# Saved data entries
%%
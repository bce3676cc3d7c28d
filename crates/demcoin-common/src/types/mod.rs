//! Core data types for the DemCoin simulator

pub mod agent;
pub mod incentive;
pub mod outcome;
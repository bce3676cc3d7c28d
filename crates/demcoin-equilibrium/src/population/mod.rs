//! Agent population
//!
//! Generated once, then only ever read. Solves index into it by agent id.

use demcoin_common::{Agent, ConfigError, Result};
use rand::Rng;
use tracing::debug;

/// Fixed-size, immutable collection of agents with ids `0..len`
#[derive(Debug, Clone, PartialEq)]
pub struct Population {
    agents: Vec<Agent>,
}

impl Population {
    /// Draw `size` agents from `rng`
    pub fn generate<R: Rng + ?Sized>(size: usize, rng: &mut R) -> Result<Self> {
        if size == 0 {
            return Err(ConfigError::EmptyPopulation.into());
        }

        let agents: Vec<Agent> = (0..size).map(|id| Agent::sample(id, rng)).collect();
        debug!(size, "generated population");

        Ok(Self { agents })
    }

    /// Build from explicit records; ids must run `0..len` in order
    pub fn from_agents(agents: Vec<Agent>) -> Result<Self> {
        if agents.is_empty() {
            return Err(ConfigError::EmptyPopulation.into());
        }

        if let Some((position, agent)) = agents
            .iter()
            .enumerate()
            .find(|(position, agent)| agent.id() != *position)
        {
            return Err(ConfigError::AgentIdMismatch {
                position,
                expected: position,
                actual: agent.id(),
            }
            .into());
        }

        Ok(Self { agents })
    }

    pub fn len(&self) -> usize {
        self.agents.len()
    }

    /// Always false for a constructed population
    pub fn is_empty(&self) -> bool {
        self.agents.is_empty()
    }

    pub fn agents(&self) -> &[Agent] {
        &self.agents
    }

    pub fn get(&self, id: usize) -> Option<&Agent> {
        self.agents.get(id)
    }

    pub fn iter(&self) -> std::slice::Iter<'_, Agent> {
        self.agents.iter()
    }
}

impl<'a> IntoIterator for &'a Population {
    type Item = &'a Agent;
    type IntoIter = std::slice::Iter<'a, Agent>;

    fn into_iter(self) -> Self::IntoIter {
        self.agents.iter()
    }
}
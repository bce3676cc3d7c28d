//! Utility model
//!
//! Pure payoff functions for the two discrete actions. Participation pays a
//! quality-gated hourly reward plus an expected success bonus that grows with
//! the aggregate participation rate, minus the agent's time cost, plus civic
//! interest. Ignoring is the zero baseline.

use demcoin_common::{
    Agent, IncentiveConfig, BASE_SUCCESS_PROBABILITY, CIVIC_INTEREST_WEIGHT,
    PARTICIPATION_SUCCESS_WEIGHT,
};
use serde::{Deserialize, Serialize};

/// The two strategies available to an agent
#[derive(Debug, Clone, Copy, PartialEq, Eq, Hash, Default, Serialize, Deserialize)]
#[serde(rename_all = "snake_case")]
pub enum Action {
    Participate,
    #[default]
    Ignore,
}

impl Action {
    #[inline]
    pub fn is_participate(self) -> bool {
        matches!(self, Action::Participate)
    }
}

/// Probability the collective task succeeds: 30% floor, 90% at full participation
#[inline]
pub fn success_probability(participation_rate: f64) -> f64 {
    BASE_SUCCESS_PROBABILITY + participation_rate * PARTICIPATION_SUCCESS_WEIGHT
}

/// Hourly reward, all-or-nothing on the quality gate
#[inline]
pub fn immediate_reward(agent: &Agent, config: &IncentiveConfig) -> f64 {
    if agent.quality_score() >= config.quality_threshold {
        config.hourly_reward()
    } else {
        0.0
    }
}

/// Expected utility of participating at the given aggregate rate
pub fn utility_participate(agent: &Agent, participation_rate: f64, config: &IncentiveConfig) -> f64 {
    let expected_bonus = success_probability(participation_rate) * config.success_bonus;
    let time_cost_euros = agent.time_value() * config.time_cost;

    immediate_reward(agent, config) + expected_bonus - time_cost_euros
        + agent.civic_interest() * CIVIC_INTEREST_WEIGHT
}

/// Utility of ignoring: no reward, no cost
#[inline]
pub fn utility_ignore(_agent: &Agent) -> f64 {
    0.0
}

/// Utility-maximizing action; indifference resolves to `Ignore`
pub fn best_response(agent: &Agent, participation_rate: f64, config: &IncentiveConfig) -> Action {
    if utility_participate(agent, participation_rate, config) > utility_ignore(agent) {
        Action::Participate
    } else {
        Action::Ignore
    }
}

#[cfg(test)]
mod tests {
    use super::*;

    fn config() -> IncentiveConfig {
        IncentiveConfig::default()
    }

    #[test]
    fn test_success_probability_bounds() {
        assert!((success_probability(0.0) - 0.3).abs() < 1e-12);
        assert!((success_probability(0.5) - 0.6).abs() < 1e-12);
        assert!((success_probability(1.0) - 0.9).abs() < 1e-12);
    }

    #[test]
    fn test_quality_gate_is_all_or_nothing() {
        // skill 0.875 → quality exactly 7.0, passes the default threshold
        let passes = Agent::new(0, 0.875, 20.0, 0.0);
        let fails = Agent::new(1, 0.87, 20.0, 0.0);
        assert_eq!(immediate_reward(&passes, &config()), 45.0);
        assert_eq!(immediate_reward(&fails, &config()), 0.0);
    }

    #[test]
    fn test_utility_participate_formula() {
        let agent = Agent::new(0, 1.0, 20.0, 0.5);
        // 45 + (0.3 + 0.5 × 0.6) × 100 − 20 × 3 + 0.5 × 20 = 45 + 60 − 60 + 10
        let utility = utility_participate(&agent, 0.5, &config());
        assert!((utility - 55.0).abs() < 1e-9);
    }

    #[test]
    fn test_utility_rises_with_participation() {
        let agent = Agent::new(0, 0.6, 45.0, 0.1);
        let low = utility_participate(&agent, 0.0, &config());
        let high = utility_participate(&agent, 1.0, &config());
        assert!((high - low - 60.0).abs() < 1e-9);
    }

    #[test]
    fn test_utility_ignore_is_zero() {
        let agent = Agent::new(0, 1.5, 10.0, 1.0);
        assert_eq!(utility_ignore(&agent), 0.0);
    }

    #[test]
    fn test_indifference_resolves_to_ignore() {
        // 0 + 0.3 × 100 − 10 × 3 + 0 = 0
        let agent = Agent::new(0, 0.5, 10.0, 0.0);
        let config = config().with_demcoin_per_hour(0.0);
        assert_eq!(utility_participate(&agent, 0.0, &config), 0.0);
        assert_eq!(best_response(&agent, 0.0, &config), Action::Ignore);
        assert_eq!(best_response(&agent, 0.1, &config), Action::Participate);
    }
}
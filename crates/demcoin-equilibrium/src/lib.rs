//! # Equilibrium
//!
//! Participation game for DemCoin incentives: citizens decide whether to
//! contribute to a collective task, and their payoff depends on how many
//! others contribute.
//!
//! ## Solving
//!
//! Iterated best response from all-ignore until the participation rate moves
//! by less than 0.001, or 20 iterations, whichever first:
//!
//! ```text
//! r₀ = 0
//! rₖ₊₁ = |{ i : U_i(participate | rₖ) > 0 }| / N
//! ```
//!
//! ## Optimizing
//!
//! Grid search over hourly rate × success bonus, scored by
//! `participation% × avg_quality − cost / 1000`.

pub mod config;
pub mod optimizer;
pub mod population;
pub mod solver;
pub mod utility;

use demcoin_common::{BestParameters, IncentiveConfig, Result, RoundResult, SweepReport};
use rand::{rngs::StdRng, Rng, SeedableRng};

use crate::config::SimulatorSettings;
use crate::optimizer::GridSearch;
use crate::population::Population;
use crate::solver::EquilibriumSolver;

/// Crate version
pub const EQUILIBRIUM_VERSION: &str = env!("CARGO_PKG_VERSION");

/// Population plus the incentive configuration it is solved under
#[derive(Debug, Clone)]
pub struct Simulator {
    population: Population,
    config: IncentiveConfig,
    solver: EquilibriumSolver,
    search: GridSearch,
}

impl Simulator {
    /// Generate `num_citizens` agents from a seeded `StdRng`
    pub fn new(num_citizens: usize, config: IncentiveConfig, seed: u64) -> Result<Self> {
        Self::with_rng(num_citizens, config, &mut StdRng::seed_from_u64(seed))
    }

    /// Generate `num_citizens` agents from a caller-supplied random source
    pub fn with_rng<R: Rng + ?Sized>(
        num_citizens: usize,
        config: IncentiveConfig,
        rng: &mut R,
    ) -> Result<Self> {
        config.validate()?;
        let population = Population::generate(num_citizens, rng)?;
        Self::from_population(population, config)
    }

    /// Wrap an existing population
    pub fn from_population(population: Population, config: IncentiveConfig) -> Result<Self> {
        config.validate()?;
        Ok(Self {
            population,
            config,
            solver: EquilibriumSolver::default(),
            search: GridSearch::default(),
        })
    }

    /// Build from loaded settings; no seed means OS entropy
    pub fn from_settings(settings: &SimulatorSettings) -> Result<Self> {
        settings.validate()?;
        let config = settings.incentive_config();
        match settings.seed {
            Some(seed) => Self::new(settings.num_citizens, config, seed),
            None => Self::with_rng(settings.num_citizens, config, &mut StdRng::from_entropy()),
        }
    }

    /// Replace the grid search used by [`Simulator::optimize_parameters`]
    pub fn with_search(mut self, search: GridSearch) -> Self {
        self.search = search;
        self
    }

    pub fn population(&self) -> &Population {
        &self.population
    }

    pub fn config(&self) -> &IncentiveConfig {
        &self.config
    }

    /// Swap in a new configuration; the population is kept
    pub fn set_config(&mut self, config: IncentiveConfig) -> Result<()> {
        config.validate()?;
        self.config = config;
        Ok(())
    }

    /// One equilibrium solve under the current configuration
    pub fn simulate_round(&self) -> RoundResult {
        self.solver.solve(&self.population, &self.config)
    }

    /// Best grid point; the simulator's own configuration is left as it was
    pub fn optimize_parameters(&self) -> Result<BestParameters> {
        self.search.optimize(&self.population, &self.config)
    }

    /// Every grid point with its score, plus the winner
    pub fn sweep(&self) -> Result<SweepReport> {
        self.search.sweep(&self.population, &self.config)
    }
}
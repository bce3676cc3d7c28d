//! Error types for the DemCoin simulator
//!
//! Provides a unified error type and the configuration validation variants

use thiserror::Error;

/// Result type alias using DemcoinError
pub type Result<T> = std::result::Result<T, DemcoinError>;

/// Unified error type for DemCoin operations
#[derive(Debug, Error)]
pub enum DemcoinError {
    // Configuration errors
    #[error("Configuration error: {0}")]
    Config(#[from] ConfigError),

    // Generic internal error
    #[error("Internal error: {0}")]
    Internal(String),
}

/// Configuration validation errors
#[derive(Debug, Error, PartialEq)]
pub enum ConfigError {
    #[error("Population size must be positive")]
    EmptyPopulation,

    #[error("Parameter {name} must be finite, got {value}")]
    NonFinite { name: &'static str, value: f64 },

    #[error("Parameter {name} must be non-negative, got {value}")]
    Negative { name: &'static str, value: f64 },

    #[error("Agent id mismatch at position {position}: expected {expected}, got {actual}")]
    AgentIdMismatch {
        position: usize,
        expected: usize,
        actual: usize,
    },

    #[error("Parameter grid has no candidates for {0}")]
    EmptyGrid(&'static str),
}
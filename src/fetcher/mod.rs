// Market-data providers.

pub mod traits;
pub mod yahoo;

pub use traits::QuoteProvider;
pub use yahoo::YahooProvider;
%%
# DIRECTIONS
In the records above, find each line that mentions the string "Some", then copy it.

# ANSWER BOX
        if let Some((position, agent)) = agents
            Some(seed) => Self::new(settings.num_citizens, config, seed),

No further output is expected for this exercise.